-- Opening Marker --

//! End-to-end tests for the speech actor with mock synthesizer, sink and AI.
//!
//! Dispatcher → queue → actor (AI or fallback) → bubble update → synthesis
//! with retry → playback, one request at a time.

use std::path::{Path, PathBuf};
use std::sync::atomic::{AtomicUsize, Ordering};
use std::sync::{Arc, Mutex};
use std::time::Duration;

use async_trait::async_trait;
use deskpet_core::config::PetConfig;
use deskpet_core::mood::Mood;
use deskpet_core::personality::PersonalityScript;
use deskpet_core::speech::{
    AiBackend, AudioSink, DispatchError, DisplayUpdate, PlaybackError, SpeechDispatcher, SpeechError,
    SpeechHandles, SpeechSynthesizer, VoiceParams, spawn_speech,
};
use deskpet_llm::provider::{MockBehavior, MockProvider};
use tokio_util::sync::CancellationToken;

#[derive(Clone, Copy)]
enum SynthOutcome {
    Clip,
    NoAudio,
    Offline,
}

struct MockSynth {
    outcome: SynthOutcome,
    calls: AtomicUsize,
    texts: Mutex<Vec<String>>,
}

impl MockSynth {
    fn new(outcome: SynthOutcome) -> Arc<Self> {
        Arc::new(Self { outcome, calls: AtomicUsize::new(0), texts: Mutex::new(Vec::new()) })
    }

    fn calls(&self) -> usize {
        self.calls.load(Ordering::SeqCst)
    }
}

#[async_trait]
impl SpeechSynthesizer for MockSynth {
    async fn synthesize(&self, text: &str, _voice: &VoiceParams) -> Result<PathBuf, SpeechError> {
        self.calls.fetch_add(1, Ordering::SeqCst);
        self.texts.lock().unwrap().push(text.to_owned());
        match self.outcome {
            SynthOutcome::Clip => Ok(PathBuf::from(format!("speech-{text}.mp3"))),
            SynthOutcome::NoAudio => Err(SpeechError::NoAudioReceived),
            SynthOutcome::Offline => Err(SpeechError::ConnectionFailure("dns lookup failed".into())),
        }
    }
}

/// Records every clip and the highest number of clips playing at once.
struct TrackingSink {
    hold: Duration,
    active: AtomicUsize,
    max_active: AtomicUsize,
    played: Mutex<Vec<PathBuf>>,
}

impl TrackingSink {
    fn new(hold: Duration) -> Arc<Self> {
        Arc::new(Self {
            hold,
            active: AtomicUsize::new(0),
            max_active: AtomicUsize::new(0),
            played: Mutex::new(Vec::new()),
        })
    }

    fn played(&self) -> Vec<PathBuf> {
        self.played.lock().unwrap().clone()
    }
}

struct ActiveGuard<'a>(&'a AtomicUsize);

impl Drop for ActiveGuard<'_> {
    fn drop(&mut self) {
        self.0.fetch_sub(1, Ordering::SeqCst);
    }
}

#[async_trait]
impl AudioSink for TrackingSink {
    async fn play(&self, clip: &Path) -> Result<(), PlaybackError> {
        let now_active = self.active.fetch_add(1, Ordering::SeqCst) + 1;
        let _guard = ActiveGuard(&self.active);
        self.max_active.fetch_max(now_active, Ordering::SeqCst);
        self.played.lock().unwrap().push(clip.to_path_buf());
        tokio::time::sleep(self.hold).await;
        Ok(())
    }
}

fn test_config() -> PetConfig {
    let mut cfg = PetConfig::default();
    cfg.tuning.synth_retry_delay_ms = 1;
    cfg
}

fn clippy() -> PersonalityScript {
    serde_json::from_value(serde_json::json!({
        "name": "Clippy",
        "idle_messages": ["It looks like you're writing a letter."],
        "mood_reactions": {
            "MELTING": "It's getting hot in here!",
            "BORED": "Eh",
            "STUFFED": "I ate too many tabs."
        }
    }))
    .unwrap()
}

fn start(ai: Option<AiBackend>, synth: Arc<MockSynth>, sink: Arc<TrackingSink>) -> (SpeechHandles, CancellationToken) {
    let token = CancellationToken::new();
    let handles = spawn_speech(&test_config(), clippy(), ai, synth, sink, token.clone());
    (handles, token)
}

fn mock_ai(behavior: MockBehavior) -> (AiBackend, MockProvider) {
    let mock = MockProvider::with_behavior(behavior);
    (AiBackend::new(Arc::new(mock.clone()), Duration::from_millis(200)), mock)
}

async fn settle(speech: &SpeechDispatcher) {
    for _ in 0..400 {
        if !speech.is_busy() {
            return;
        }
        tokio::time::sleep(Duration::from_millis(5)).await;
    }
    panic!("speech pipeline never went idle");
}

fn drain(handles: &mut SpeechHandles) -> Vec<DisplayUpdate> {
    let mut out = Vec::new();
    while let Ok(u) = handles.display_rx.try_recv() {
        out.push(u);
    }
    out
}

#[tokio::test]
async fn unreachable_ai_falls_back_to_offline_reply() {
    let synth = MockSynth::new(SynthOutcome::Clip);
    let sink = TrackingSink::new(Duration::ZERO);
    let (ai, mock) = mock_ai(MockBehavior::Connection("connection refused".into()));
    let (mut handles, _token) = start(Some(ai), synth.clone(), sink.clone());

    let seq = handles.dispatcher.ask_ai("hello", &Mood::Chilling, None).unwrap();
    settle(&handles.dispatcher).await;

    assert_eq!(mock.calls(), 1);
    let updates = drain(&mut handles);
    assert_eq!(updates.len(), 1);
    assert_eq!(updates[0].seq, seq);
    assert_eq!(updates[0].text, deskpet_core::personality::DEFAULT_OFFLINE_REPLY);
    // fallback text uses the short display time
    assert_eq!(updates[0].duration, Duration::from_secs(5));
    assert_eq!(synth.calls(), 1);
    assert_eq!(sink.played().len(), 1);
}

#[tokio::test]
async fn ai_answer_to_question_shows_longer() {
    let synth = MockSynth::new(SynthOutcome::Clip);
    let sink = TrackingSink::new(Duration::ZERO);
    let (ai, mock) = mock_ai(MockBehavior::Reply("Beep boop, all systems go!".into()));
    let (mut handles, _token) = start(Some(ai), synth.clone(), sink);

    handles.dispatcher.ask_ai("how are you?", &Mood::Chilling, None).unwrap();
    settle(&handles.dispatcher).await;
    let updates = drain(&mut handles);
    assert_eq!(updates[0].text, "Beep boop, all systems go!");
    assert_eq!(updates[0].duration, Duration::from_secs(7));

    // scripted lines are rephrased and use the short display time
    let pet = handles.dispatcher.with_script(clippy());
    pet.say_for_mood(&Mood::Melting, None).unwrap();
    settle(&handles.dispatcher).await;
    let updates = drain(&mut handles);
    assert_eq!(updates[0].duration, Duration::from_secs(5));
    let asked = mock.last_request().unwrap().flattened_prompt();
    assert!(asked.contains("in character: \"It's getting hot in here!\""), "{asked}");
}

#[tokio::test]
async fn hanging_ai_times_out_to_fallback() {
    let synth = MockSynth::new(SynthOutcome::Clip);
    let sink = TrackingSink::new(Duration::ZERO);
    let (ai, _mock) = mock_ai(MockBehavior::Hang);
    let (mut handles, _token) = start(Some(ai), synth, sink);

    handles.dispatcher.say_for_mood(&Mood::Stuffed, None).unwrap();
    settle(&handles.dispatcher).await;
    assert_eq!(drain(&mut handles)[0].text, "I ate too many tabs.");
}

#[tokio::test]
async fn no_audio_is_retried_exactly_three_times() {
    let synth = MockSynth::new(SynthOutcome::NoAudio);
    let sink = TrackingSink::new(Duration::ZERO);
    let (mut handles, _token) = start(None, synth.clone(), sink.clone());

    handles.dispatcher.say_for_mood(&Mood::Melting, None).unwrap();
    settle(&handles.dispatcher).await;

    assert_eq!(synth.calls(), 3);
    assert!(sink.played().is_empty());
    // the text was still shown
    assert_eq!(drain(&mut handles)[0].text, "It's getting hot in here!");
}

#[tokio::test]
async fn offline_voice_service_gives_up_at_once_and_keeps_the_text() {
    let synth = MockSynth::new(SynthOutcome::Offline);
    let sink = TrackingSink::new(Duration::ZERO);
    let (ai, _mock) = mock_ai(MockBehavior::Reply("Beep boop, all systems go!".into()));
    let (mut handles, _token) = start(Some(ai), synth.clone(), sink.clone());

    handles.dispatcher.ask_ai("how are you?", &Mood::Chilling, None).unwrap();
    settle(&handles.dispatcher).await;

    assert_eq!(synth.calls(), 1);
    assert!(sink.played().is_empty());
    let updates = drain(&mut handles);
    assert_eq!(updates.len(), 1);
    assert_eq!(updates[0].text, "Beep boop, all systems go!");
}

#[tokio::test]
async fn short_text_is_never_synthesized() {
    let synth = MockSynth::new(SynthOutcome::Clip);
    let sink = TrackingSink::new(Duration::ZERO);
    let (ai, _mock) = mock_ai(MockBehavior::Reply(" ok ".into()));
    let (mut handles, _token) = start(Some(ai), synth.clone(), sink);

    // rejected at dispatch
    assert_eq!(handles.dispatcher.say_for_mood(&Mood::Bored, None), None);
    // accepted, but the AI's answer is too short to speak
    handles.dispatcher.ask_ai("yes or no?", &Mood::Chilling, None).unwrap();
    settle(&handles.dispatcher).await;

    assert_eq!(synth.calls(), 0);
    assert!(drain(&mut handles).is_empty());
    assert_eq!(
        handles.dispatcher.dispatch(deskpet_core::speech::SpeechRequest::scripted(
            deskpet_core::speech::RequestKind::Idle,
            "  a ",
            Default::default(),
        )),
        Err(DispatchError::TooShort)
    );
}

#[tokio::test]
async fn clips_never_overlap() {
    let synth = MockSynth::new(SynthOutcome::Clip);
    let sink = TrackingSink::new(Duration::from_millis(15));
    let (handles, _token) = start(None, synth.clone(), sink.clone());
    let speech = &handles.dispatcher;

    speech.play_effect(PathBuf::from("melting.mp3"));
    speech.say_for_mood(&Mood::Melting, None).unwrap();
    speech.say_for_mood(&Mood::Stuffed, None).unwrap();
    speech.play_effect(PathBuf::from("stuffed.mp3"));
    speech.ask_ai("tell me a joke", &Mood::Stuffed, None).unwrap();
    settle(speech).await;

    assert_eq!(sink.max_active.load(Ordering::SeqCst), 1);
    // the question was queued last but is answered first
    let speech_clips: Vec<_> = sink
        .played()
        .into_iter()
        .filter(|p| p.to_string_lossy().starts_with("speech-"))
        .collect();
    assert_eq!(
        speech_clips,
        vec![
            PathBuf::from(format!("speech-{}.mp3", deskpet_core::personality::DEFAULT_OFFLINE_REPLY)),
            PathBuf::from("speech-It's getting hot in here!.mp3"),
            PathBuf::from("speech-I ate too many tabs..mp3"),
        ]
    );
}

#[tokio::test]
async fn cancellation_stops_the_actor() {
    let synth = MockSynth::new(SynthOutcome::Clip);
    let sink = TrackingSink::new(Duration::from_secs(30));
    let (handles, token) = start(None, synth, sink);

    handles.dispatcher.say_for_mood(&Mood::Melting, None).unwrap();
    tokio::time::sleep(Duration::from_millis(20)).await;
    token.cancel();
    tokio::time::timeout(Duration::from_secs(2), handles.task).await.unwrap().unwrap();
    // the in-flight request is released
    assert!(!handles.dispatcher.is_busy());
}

-- Closing Marker --
-- Opening Marker --

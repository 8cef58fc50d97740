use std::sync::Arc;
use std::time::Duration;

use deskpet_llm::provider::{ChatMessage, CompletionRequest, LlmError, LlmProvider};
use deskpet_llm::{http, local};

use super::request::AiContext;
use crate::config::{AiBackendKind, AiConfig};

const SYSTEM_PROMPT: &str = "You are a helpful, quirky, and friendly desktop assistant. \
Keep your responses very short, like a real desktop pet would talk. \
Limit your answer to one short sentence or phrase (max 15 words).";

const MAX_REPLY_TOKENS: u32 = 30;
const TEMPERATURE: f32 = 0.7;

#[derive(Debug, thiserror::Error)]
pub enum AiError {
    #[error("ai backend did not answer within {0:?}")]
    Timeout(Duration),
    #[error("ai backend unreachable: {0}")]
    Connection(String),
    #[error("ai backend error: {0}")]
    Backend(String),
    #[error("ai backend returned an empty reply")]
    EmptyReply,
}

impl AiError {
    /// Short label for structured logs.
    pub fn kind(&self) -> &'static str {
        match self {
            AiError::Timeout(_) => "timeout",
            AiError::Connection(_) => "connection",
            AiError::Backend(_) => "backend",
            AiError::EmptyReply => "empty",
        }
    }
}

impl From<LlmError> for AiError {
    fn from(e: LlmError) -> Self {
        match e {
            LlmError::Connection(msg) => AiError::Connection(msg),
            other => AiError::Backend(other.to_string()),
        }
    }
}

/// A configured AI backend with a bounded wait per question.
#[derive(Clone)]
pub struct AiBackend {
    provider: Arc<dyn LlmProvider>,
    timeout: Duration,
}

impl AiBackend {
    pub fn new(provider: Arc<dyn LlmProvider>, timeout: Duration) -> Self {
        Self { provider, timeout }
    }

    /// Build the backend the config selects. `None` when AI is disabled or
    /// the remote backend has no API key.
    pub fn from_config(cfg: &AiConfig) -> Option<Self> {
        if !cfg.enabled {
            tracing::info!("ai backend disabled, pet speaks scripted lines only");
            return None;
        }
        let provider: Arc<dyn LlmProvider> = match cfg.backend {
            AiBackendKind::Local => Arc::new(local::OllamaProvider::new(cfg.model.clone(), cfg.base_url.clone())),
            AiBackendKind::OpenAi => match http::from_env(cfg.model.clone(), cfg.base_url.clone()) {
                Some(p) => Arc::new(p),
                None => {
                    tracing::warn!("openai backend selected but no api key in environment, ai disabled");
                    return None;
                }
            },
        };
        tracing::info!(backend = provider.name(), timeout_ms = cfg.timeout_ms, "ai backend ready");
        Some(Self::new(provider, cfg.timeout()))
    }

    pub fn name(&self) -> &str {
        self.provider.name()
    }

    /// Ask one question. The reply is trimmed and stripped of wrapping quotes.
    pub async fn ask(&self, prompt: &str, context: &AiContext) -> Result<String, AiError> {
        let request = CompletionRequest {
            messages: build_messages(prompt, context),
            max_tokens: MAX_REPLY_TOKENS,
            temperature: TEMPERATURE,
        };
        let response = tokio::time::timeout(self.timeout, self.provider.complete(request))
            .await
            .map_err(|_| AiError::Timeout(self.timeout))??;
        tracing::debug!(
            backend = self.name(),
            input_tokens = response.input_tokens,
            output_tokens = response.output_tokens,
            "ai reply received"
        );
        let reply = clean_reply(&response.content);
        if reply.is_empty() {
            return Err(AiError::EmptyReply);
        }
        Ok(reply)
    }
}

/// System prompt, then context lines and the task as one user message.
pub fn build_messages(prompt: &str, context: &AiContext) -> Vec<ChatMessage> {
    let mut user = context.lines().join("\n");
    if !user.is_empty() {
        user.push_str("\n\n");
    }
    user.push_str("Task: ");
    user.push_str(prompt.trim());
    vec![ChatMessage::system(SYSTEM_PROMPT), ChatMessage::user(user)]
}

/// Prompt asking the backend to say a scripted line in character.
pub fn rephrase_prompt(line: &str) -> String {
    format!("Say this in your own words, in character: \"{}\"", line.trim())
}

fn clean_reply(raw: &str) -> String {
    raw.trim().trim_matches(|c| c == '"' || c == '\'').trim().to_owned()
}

-- Closing Marker --

— WHAT YOU NEED TO DO —
For the records above, state the number of lines that include the string "LlmError" and add nothing.

— RESPONSE —
4